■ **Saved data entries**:
//! In-memory connection for development and testing.
//!
//! [`LoopbackConnection`] plays both the transport and a scripted peer: it
//! answers feature queries from a fixed list and replies to every request
//! according to a [`PeerReply`].

use crate::connection::{Connection, ConnectionError, OsRandom, RandomSource, RandomnessFailure};
use async_trait::async_trait;
use bytes::Bytes;
use std::sync::Mutex;
use std::time::Duration;
use tokio::sync::oneshot;
use tracing::debug;
use xfer_wire::{
    decode_si, encode_si, ClientIq, IqKind, Stanza, StreamInitiation, NS_SI,
    PROFILE_FILE_TRANSFER, STREAM_METHOD_FIELD,
};

/// How the simulated peer answers a request
#[derive(Debug, Clone)]
pub enum PeerReply {
    /// Accept the offer with its first mechanism
    SelectFirst,
    /// Accept the offer with the given mechanism
    Select(String),
    /// Answer with an error IQ
    Error,
    /// Answer with a result IQ carrying these payload bytes
    Raw(Bytes),
    /// Answer with a non-IQ stanza of this name
    NonIq(String),
    /// Never answer; the reply channel is closed
    NoReply,
}

/// A request that went through the connection
#[derive(Debug, Clone)]
pub struct SentRequest {
    /// Addressee
    pub peer: String,
    /// IQ type
    pub kind: IqKind,
    /// Payload bytes
    pub payload: Bytes,
}

/// Always fails; models a broken randomness source
#[derive(Debug, Default, Clone, Copy)]
pub struct FailingRandom;

impl RandomSource for FailingRandom {
    fn fill(&self, _buf: &mut [u8]) -> Result<(), RandomnessFailure> {
        Err(RandomnessFailure("randomness source unavailable".to_string()))
    }
}

/// Repeats a fixed byte pattern
#[derive(Debug, Clone)]
pub struct FixedRandom {
    pattern: Vec<u8>,
}

impl FixedRandom {
    /// Source that yields `pattern` over and over
    pub fn new(pattern: Vec<u8>) -> Self {
        Self { pattern }
    }
}

impl RandomSource for FixedRandom {
    fn fill(&self, buf: &mut [u8]) -> Result<(), RandomnessFailure> {
        if self.pattern.is_empty() {
            return Err(RandomnessFailure("empty pattern".to_string()));
        }
        for (dst, src) in buf.iter_mut().zip(self.pattern.iter().cycle()) {
            *dst = *src;
        }
        Ok(())
    }
}

/// In-memory connection with a scripted peer
pub struct LoopbackConnection {
    features: Option<Vec<String>>,
    reply: PeerReply,
    reply_delay: Option<Duration>,
    send_fails: bool,
    rand: Box<dyn RandomSource>,
    sent: Mutex<Vec<SentRequest>>,
}

impl std::fmt::Debug for LoopbackConnection {
    fn fmt(&self, f: &mut std::fmt::Formatter<'_>) -> std::fmt::Result {
        f.debug_struct("LoopbackConnection")
            .field("features", &self.features)
            .field("reply", &self.reply)
            .field("reply_delay", &self.reply_delay)
            .field("send_fails", &self.send_fails)
            .finish()
    }
}

impl LoopbackConnection {
    /// Start configuring a connection
    pub fn builder() -> LoopbackBuilder {
        LoopbackBuilder::default()
    }

    /// Requests sent so far
    pub fn sent_requests(&self) -> Vec<SentRequest> {
        self.sent.lock().unwrap_or_else(|e| e.into_inner()).clone()
    }

    fn answer(&self, peer: &str, payload: &[u8]) -> Option<Stanza> {
        let iq = |kind, query| {
            Stanza::Iq(ClientIq {
                from: peer.to_string(),
                kind,
                query,
            })
        };

        let select = |mechanism: String| match encode_si(&StreamInitiation::submit(mechanism)) {
            Ok(query) => iq(IqKind::Result, query),
            Err(_) => iq(IqKind::Error, Bytes::new()),
        };

        match &self.reply {
            PeerReply::SelectFirst => {
                let first = decode_si(payload).ok().and_then(|offer| {
                    offer
                        .feature
                        .form
                        .options_of(STREAM_METHOD_FIELD)
                        .first()
                        .map(|m| m.to_string())
                });
                Some(match first {
                    Some(mechanism) => select(mechanism),
                    None => iq(IqKind::Error, Bytes::new()),
                })
            }
            PeerReply::Select(mechanism) => Some(select(mechanism.clone())),
            PeerReply::Error => Some(iq(IqKind::Error, Bytes::new())),
            PeerReply::Raw(bytes) => Some(iq(IqKind::Result, bytes.clone())),
            PeerReply::NonIq(name) => Some(Stanza::Other(name.clone())),
            PeerReply::NoReply => None,
        }
    }
}

#[async_trait]
impl Connection for LoopbackConnection {
    async fn discover_features(&self, peer: &str) -> Option<Vec<String>> {
        debug!("Loopback feature query for {}", peer);
        self.features.clone()
    }

    async fn send_request(
        &self,
        peer: &str,
        kind: IqKind,
        payload: Bytes,
    ) -> Result<oneshot::Receiver<Stanza>, ConnectionError> {
        if self.send_fails {
            return Err(ConnectionError::Closed);
        }

        let answer = self.answer(peer, &payload);
        self.sent
            .lock()
            .unwrap_or_else(|e| e.into_inner())
            .push(SentRequest {
                peer: peer.to_string(),
                kind,
                payload,
            });

        let (tx, rx) = oneshot::channel();
        match self.reply_delay {
            Some(delay) => {
                tokio::spawn(async move {
                    tokio::time::sleep(delay).await;
                    if let Some(stanza) = answer {
                        let _ = tx.send(stanza);
                    }
                });
            }
            None => {
                if let Some(stanza) = answer {
                    let _ = tx.send(stanza);
                }
            }
        }

        Ok(rx)
    }

    fn rand(&self) -> &dyn RandomSource {
        self.rand.as_ref()
    }
}

/// Builder for [`LoopbackConnection`]
pub struct LoopbackBuilder {
    features: Option<Vec<String>>,
    reply: PeerReply,
    reply_delay: Option<Duration>,
    send_fails: bool,
    rand: Box<dyn RandomSource>,
}

impl Default for LoopbackBuilder {
    fn default() -> Self {
        Self {
            features: Some(vec![NS_SI.to_string(), PROFILE_FILE_TRANSFER.to_string()]),
            reply: PeerReply::SelectFirst,
            reply_delay: None,
            send_fails: false,
            rand: Box::new(OsRandom),
        }
    }
}

impl LoopbackBuilder {
    /// Features the peer advertises
    pub fn features(mut self, features: Vec<String>) -> Self {
        self.features = Some(features);
        self
    }

    /// Make feature queries fail
    pub fn discovery_fails(mut self) -> Self {
        self.features = None;
        self
    }

    /// How the peer answers requests
    pub fn reply(mut self, reply: PeerReply) -> Self {
        self.reply = reply;
        self
    }

    /// Hold every answer back for `delay`
    pub fn reply_delay(mut self, delay: Duration) -> Self {
        self.reply_delay = Some(delay);
        self
    }

    /// Make every send fail
    pub fn send_fails(mut self) -> Self {
        self.send_fails = true;
        self
    }

    /// Randomness source for session ids
    pub fn random(mut self, rand: impl RandomSource + 'static) -> Self {
        self.rand = Box::new(rand);
        self
    }

    /// Build the connection
    pub fn build(self) -> LoopbackConnection {
        LoopbackConnection {
            features: self.features,
            reply: self.reply,
            reply_delay: self.reply_delay,
            send_fails: self.send_fails,
            rand: self.rand,
            sent: Mutex::new(Vec::new()),
        }
    }
}
//! Peer capability discovery.

use crate::connection::Connection;
use crate::error::TransferError;
use tracing::debug;
use xfer_wire::{NS_SI, NS_SI_PROFILE_PREFIX};

/// Ask `peer` what it supports and return its stream initiation profiles in
/// advertised order
pub async fn discover_profiles(
    conn: &dyn Connection,
    peer: &str,
) -> Result<Vec<String>, TransferError> {
    let features = conn
        .discover_features(peer)
        .await
        .ok_or(TransferError::Discovery)?;

    classify_features(&features)
}

/// Split a feature list into stream initiation support and profiles
pub fn classify_features(features: &[String]) -> Result<Vec<String>, TransferError> {
    let mut found_si = false;
    let mut profiles = Vec::new();

    for feature in features {
        if feature == NS_SI {
            found_si = true;
        } else if feature.starts_with(NS_SI_PROFILE_PREFIX) {
            profiles.push(feature.clone());
        }
    }

    if !found_si {
        return Err(TransferError::NoSupport);
    }

    if profiles.is_empty() {
        return Err(TransferError::NoProfiles);
    }

    debug!("Peer advertises {} SI profile(s)", profiles.len());
    Ok(profiles)
}

#[cfg(test)]
mod tests {
    use super::*;
    use crate::loopback::LoopbackConnection;
    use xfer_wire::PROFILE_FILE_TRANSFER;

    fn strings(v: &[&str]) -> Vec<String> {
        v.iter().map(|s| s.to_string()).collect()
    }

    #[tokio::test]
    async fn test_returns_advertised_profiles() {
        let conn = LoopbackConnection::builder()
            .features(strings(&[
                "http://jabber.org/protocol/disco#info",
                NS_SI,
                PROFILE_FILE_TRANSFER,
                "http://jabber.org/protocol/si/profile/other",
            ]))
            .build();

        let profiles = discover_profiles(&conn, "bob@example.org/res").await.unwrap();
        assert_eq!(
            profiles,
            strings(&[
                PROFILE_FILE_TRANSFER,
                "http://jabber.org/protocol/si/profile/other",
            ])
        );
    }

    #[tokio::test]
    async fn test_query_failure() {
        let conn = LoopbackConnection::builder().discovery_fails().build();
        let err = discover_profiles(&conn, "bob@example.org").await.unwrap_err();
        assert!(matches!(err, TransferError::Discovery));
    }

    #[test]
    fn test_missing_si_support() {
        let err = classify_features(&strings(&[PROFILE_FILE_TRANSFER])).unwrap_err();
        assert!(matches!(err, TransferError::NoSupport));

        let err = classify_features(&[]).unwrap_err();
        assert!(matches!(err, TransferError::NoSupport));
    }

    #[test]
    fn test_si_without_profiles() {
        let err = classify_features(&strings(&[NS_SI, "urn:xmpp:ping"])).unwrap_err();
        assert!(matches!(err, TransferError::NoProfiles));
    }
}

■ **About this task**:
Look through the records and gather each line with the word "NonIq".

■ **Task solution**:
    NonIq(String),
            PeerReply::NonIq(name) => Some(Stanza::Other(name.clone())),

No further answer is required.